FAILURE TO FOLLOW ANY OF SUCH PROCEDURES MAY RESULT IN A TERMINATION OR WAIVER
OF APPRAISAL RIGHTS UNDER SECTION 262 OF THE DGCL.

DATED:  MAY 9, 1997

                                       3
<PAGE>
 
              SECTION 262 OF THE DELAWARE GENERAL CORPORATION LAW

(sect) 262. Appraisal rights.

  (a) Any stockholder of a corporation of this State who holds shares of
stock on the date of the making of a demand pursuant to subsection (d) of this
section with respect to such shares, who continuously holds such shares through
the effective date of the merger or consolidation, who has otherwise complied
with subsection (d) of this section and who has neither voted in favor of the
merger or consolidation nor consented thereto in writing pursuant to (sect) 228
of this title shall be entitled to an appraisal by the Court of Chancery of the
fair value of his shares of stock under the circumstances described in
subsections (b) and (c) of this section. As used in this section, the word
"stockholder" means a holder of record of stock in a stock corporation and also
a member of record of a nonstock corporation; the words "stock" and "share" mean
and include what is ordinarily meant by those words and also membership or
membership interest of a member of a nonstock corporation; and the words
'depository receipt' means a receipt or other instrument issued by a depository
representing an interest in one or more shares, or fractions thereof, solely of
stock of a corporation, which stock is deposited with the depository.

  (b) Appraisal rights shall be available for the shares of any class or
series of stock of a constituent corporation in a merger or consolidation to be
effected pursuant to (sect)(sect) 251, 252, 254, 257, 258, 263 or 264 of this
title:

     (1) Provided, however, that no appraisal rights under this section
shall be available for the shares of any class or series of stock, which stock,
or depository receipts in respect thereof, at the record date fixed to determine
the stockholders entitled to receive notice of and to vote at the meeting of
stockholders to act upon the agreement of merger or consolidation, were either
(i) listed on a national securities exchange or designated as a national market
system security on an interdealer quotation system by the National Association
of Securities Dealers, Inc. or (ii) held of record by more than 2,000 holders;
and further provided that no appraisal rights shall be available for any shares
of stock of the constituent corporation surviving a merger if the merger did not
require for its approval the vote of the holders of the surviving corporation as
provided in subsections (b) or (g) of (sect) 251 of this title.
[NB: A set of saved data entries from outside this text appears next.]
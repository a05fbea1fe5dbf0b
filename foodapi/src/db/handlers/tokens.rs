//! Database repository for bearer session tokens.
//!
//! Tokens are looked up by the SHA-256 of their plaintext. Expiry is lazy: an expired row stays
//! in the table until the owner logs in again or the cleanup task sweeps it, but it never
//! validates.

use std::time::Duration;

use chrono::{DateTime, Utc};
use sqlx::PgConnection;
use tracing::instrument;

use crate::auth::tokens::hash_token;
use crate::db::{
    DEFAULT_QUERY_TIMEOUT, bounded,
    errors::{DbError, Result},
    models::{
        tokens::{NewToken, TokenDBResponse},
        users::{UserDBResponse, UserRow},
    },
};
use crate::types::{TokenId, UserId};

const TOKEN_COLUMNS: &str = "id, user_id, email, token_hash, expiry, created_at, updated_at";

pub struct Tokens<'c> {
    db: &'c mut PgConnection,
    timeout: Duration,
}

impl<'c> Tokens<'c> {
    pub fn new(db: &'c mut PgConnection) -> Self {
        Self {
            db,
            timeout: DEFAULT_QUERY_TIMEOUT,
        }
    }

    /// Override the per-call deadline
    pub fn with_timeout(mut self, timeout: Duration) -> Self {
        self.timeout = timeout;
        self
    }

    /// Persist a freshly generated token for `user`.
    ///
    /// The user's already-expired tokens are pruned first; their live sessions are kept. The
    /// stored row carries the user's current email and the token hash, never the plaintext.
    #[instrument(skip(self, token, user), fields(user_id = user.id), err)]
    pub async fn insert(&mut self, token: &NewToken, user: &UserDBResponse) -> Result<TokenDBResponse> {
        if token.user_id != user.id {
            return Err(DbError::Other(anyhow::anyhow!(
                "token was generated for user {} but is being bound to user {}",
                token.user_id,
                user.id
            )));
        }

        let limit = self.timeout;
        bounded(limit, async {
            let pruned = sqlx::query("DELETE FROM tokens WHERE user_id = $1 AND expiry <= NOW()")
                .bind(user.id)
                .execute(&mut *self.db)
                .await?
                .rows_affected();
            if pruned > 0 {
                tracing::debug!(pruned, "removed expired tokens before issuing a new one");
            }

            let id: TokenId = sqlx::query_scalar(
                r#"
                INSERT INTO tokens (user_id, email, token_hash, expiry)
                VALUES ($1, $2, $3, $4)
                RETURNING id
                "#,
            )
            .bind(user.id)
            .bind(&user.email)
            .bind(&token.token_hash)
            .bind(token.expiry)
            .fetch_one(&mut *self.db)
            .await?;

            let row = sqlx::query_as::<_, TokenDBResponse>(&format!("SELECT {TOKEN_COLUMNS} FROM tokens WHERE id = $1"))
                .bind(id)
                .fetch_optional(&mut *self.db)
                .await?;

            row.ok_or_else(|| DbError::Other(anyhow::anyhow!("token {id} was inserted but could not be read back")))
        })
        .await
    }

    /// Look up a token row by plaintext, regardless of expiry
    #[instrument(skip_all, err)]
    pub async fn get_by_token(&mut self, plaintext: &str) -> Result<Option<TokenDBResponse>> {
        let token_hash = hash_token(plaintext);
        let limit = self.timeout;
        bounded(limit, async {
            let row = sqlx::query_as::<_, TokenDBResponse>(&format!("SELECT {TOKEN_COLUMNS} FROM tokens WHERE token_hash = $1"))
                .bind(&token_hash)
                .fetch_optional(&mut *self.db)
                .await?;

            Ok(row)
        })
        .await
    }

    /// The active user owning a live token, if any.
    #[instrument(skip_all, err)]
    pub async fn authenticate_token(&mut self, plaintext: &str) -> Result<Option<UserDBResponse>> {
        self.authenticate_token_at(plaintext, Utc::now()).await
    }

    /// As [`Self::authenticate_token`], judging expiry against `now`. A token is live strictly
    /// before its expiry instant.
    #[instrument(skip(self, plaintext), err)]
    pub async fn authenticate_token_at(&mut self, plaintext: &str, now: DateTime<Utc>) -> Result<Option<UserDBResponse>> {
        let token_hash = hash_token(plaintext);
        let limit = self.timeout;
        bounded(limit, async {
            let user = sqlx::query_as::<_, UserRow>(
                r#"
                SELECT u.id, u.email, u.first_name, u.last_name, u.password, u.user_active, u.created_at, u.updated_at
                FROM tokens t
                INNER JOIN users u ON u.id = t.user_id
                WHERE t.token_hash = $1
                  AND t.expiry > $2
                  AND u.user_active = 1
                "#,
            )
            .bind(&token_hash)
            .bind(now)
            .fetch_optional(&mut *self.db)
            .await?;

            Ok(user.map(UserDBResponse::from))
        })
        .await
    }

    /// Whether the plaintext names a live token of an active user.
    ///
    /// Unknown, expired and inactive all come back as `Ok(false)`; only store faults are errors.
    #[instrument(skip_all, err)]
    pub async fn valid_token(&mut self, plaintext: &str) -> Result<bool> {
        Ok(self.authenticate_token(plaintext).await?.is_some())
    }

    /// Revoke a token. Unknown tokens are not an error.
    #[instrument(skip_all, err)]
    pub async fn delete_by_token(&mut self, plaintext: &str) -> Result<bool> {
        let token_hash = hash_token(plaintext);
        let limit = self.timeout;
        bounded(limit, async {
            let result = sqlx::query("DELETE FROM tokens WHERE token_hash = $1")
                .bind(&token_hash)
                .execute(&mut *self.db)
                .await?;

            Ok(result.rows_affected() > 0)
        })
        .await
    }

    /// Revoke every token held by a user
    #[instrument(skip(self), err)]
    pub async fn delete_tokens_for_user(&mut self, user_id: UserId) -> Result<u64> {
        let limit = self.timeout;
        bounded(limit, async {
            let result = sqlx::query("DELETE FROM tokens WHERE user_id = $1")
                .bind(user_id)
                .execute(&mut *self.db)
                .await?;

            Ok(result.rows_affected())
        })
        .await
    }

    /// Sweep rows whose expiry has passed. Validation never depends on this running.
    #[instrument(skip(self), err)]
    pub async fn delete_expired(&mut self) -> Result<u64> {
        let limit = self.timeout;
        bounded(limit, async {
            let result = sqlx::query("DELETE FROM tokens WHERE expiry <= NOW()")
                .execute(&mut *self.db)
                .await?;

            Ok(result.rows_affected())
        })
        .await
    }
}
use crate::{AppState, api::models::users::CurrentUser, errors::Error};
use axum::{
    extract::{FromRequestParts, Request, State},
    middleware::Next,
    response::Response,
};
use tracing::trace;

/// Implementation for require_bearer_middleware. Authenticates the request and stashes the
/// caller in the request extensions so handlers don't repeat the token lookup.
pub(crate) async fn require_bearer(state: AppState, request: Request) -> Result<Request, Error> {
    let (mut parts, body) = request.into_parts();
    let current_user = CurrentUser::from_request_parts(&mut parts, &state).await?;
    trace!("Authenticated user: {}", current_user.email);

    parts.extensions.insert(current_user);
    Ok(Request::from_parts(parts, body))
}

/// Middleware guarding the /admin routes. Rejects with 401 before any handler or
/// repository runs unless a live session token is presented.
pub async fn require_bearer_middleware(State(state): State<AppState>, request: Request, next: Next) -> Result<Response, Error> {
    let request = require_bearer(state, request).await?;
    Ok(next.run(request).await)
}
//! Repository implementations for database access.
//!
//! This module provides repository structs for each entity in the system.
//! Repositories follow a consistent pattern and, where the entity has a full
//! CRUD surface, implement the [`Repository`] trait.
//!
//! # Design Pattern
//!
//! Each repository:
//! - Wraps a SQLx connection or transaction
//! - Provides strongly-typed operations
//! - Handles query construction and parameter binding
//! - Returns domain models from [`crate::db::models`]
//! - Bounds every call by its deadline (see [`crate::db::bounded`])
//!
//! # Available Repositories
//!
//! - [`Users`]: Admin accounts, password resets
//! - [`Tokens`]: Bearer token issuance, validation and revocation
//! - [`Foods`]: Catalog foods and their taste associations
//! - [`Countries`], [`Tastes`]: Reference vocabularies
//!
//! # Common Pattern
//!
//! ```ignore
//! use foodapi::db::handlers::{Users, Repository};
//!
//! async fn example(pool: &sqlx::PgPool) -> Result<(), Box<dyn std::error::Error>> {
//!     let mut conn = pool.acquire().await?;
//!     let mut repo = Users::new(&mut conn);
//!     let users = repo.list(&Default::default()).await?;
//!     Ok(())
//! }
//! ```

pub mod catalog;
pub mod foods;
pub mod repository;
pub mod tokens;
pub mod users;

pub use catalog::{Countries, Tastes};
pub use foods::Foods;
pub use repository::Repository;
pub use tokens::Tokens;
pub use users::Users;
     (2) Notwithstanding paragraph (1) of this subsection, appraisal rights
under this section shall be available for the shares of any class or series of
stock of a constituent corporation if the holders thereof are required by the
terms of an agreement of merger or consolidation pursuant to (sect)(sect) 251,
252, 254, 257, 258, 263 and 264 of this title to accept for such stock anything
except:

        a. Shares of stock of the corporation surviving or resulting from such
merger or consolidation, or depository receipts in respect thereof;

        b. Shares of stock of any other corporation, or depository receipts in
respect thereof, which shares of stock or depository receipts at the effective
date of the merger or consolidation will be either listed on a national
securities exchange or designated as a national market system security on an
interdealer quotation system by the National Association of Securities Dealers,
Inc. or held of record by more than 2,000 holders;

        c. Cash in lieu of fractional shares or fractional depository receipts
described in the foregoing subparagraphs a. and b. of this paragraph; or

        d. Any combination of the shares of stock, depository receipts and cash
in lieu of fractional shares or fractional depository receipts described in the
foregoing subparagraphs a., b. and c. of this paragraph.



                                       1
<PAGE>
    (3) In the event all of the stock of a subsidiary Delaware corporation party
to a merger effected under (sect)253 of this title is not owned by the parent
corporation immediately prior to the merger, appraisal rights shall be available
for the shares of the subsidiary Delaware corporation.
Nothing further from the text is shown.